Cigarette Smoke Exposure Triggers Dendritic Cell-Derived Exosome-Mediated Th17 and Treg Polarization through an Autophagy-and Necroptosis-Associated SIRT1-Dependent Mechanism

Dongling Luo¹Jifeng Liu^1*Leilei Ya²Chengxuan Ruan³Siyi Ou⁴Yiqian Wei¹Qingyun Lin¹Zhaohong Huang¹Kaiwen Nong¹

• ¹The First People’s Hospital of Qinzhou, Qinzhou, China
• ²Liuzhou Municipal Liutie Central Hospital, Liuzhou, China
• ³The Ninth Affiliated Hospital of Guangxi Medical University, Beihai, China
• ⁴The First People's Hospital of Qinzhou, Qinzhou, China

Both Th17/Treg cell imbalance and dendritic cells (DCs) play critical roles in chronic obstructive pulmonary disease pathogenesis from cigarette smoke.

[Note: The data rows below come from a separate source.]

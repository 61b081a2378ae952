//! Programmatic construction of compilation unit graphs.
//!
//! Front-end adapters and tests build arenas through this: each `GraphBuilder`
//! method appends one node and wires the parent edge of every child it
//! consumes. Ids are handed out in creation order, which callers should keep
//! aligned with source order.

use crate::error::GraphError;
use crate::graph::{BinaryOp, CompilationUnit, GraphNode, NodeId, NodeKind, Span};

/// Incremental builder for a `CompilationUnit`.
pub struct GraphBuilder {
    path: String,
    nodes: Vec<GraphNode>,
}

impl GraphBuilder {
    pub fn new(path: impl Into<String>) -> Self {
        Self {
            path: path.into(),
            nodes: Vec::new(),
        }
    }

    fn push(&mut self, kind: NodeKind, span: Span) -> NodeId {
        let id = NodeId(self.nodes.len() as u32);
        self.nodes.push(GraphNode {
            id,
            kind,
            span,
            parent: None,
        });
        id
    }

    fn adopt(&mut self, parent: NodeId, child: NodeId) {
        self.nodes[child.index()].parent = Some(parent);
    }

    /// Structural container node (unit body, statement block).
    pub fn block(&mut self, span: Span) -> NodeId {
        self.push(NodeKind::Block, span)
    }

    pub fn integer_literal(&mut self, value: i64, span: Span) -> NodeId {
        self.push(NodeKind::IntegerLiteral { value }, span)
    }

    pub fn boolean_literal(&mut self, value: bool, span: Span) -> NodeId {
        self.push(NodeKind::BooleanLiteral { value }, span)
    }

    /// Declare a name, adopting the initializer expression if present.
    pub fn declarator(
        &mut self,
        name: &str,
        type_name: Option<&str>,
        initializer: Option<NodeId>,
        span: Span,
    ) -> NodeId {
        let id = self.push(
            NodeKind::Declarator {
                name: name.to_string(),
                type_name: type_name.map(str::to_string),
                initializer,
            },
            span,
        );
        if let Some(init) = initializer {
            self.adopt(id, init);
        }
        id
    }

    /// A name reference, resolved to `declaration` when def-use resolution
    /// succeeded.
    pub fn reference(&mut self, name: &str, declaration: Option<NodeId>, span: Span) -> NodeId {
        self.push(
            NodeKind::UnknownReference {
                name: name.to_string(),
                declaration,
            },
            span,
        )
    }

    /// Invoke `name` on `target` with `arguments`, adopting target and args.
    pub fn method_invocation(
        &mut self,
        name: &str,
        target: Option<NodeId>,
        arguments: &[NodeId],
        span: Span,
    ) -> NodeId {
        let id = self.push(
            NodeKind::MethodInvocation {
                name: name.to_string(),
                target,
                arguments: arguments.to_vec(),
            },
            span,
        );
        if let Some(t) = target {
            self.adopt(id, t);
        }
        for &arg in arguments {
            self.adopt(id, arg);
        }
        id
    }

    /// `new TypeName(arguments)`, adopting the arguments.
    pub fn object_creation(&mut self, type_name: &str, arguments: &[NodeId], span: Span) -> NodeId {
        let id = self.push(
            NodeKind::ObjectCreation {
                type_name: type_name.to_string(),
                arguments: arguments.to_vec(),
            },
            span,
        );
        for &arg in arguments {
            self.adopt(id, arg);
        }
        id
    }

    /// `target.member`, adopting the receiver.
    pub fn member_access(&mut self, target: NodeId, member: &str, span: Span) -> NodeId {
        let id = self.push(
            NodeKind::MemberAccess {
                target,
                member: member.to_string(),
            },
            span,
        );
        self.adopt(id, target);
        id
    }

    /// Binary arithmetic expression, adopting both operands.
    pub fn binary(&mut self, op: BinaryOp, lhs: NodeId, rhs: NodeId, span: Span) -> NodeId {
        let id = self.push(NodeKind::BinaryExpression { op, lhs, rhs }, span);
        self.adopt(id, lhs);
        self.adopt(id, rhs);
        id
    }

    /// Re-parent a statement node under a block.
    pub fn attach(&mut self, parent: NodeId, child: NodeId) {
        self.adopt(parent, child);
    }

    /// Validate and freeze the arena.
    pub fn finish(self) -> Result<CompilationUnit, GraphError> {
        CompilationUnit::new(self.path, self.nodes)
    }
}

Previous studies have shown that DC-derived exosomes (DCexos) can polarize CD4+ T cells toward either Th17 or Treg phenotypes. However, the role of SIRT1 in regulating DCexos-mediated immune responses under cigarette smoke extract (CSE) exposure, and its association with autophagy and necroptosis, remains unclear. In this study, we assessed the expression of silent information regulator 2 homolog 1 (SIRT1), autophagy markers (ATG16L1, LC3B, and p62/SQSTM1), and necroptosis markers (ZBP1, RIPK3, MLKL, Caspase-8, and Caspase-3) in DCs following CSE exposure. Additionally, we evaluated the effect of a SIRT1 activator (SRT1720) on CSE-exposed DCexos and its ability to polarize CD4+ T cells toward Th17 and Treg subsets. DCs were generated from bone marrow-derived mononuclear cells isolated from C57BL/6J mice and assigned to three groups: control DCs, CSE-exposed DCs, and SRT1720-treated CSE-exposed DCs. The ability of each group's exosomes to polarize CD4+ T cells was assessed using a mixed lymphocyte reaction (MLR). SIRT1 expression in CSE-exposed DCs decreased in a time-dependent manner (all p < 0.05). Expression of ATG16L1 and p62 was also reduced, while LC3B expression was increased under CSE-exposed (all p < 0.01). Expression of ZBP1, RIPK3, MLKL, Caspase-8, and Caspase-3 was elevated following CSE exposure (all p < 0.01). Th17 cell frequencies were increased in the CSE-exposed DC-derived exosomes/MLR group compared to the controls (p < 0.01), while Treg frequencies were decreased (p < 0.01). Autophagy could be improved and the necroptosis could be reduced in the SRT1720-treated CSE-exposed DCs (all p < 0.01). Additionally, Th17 cell polarization reduced and Treg cell differentiation increased in the SRT1720-treated CSE-exposed DC-derived exosomes/MLR group compared to the CSE-exposed group (all p < 0.01). In conclusion, CSE exposure induces an imbalance in Th17/Treg polarization through a process mediated by DCexos that entails reduced SIRT1 expression, increased necroptosis, and dysregulated autophagy. SIRT1 activation by SRT1720 can attenuate these effects by restoring immune balance and modulating cell death and survival pathways in DCs under CSE exposure.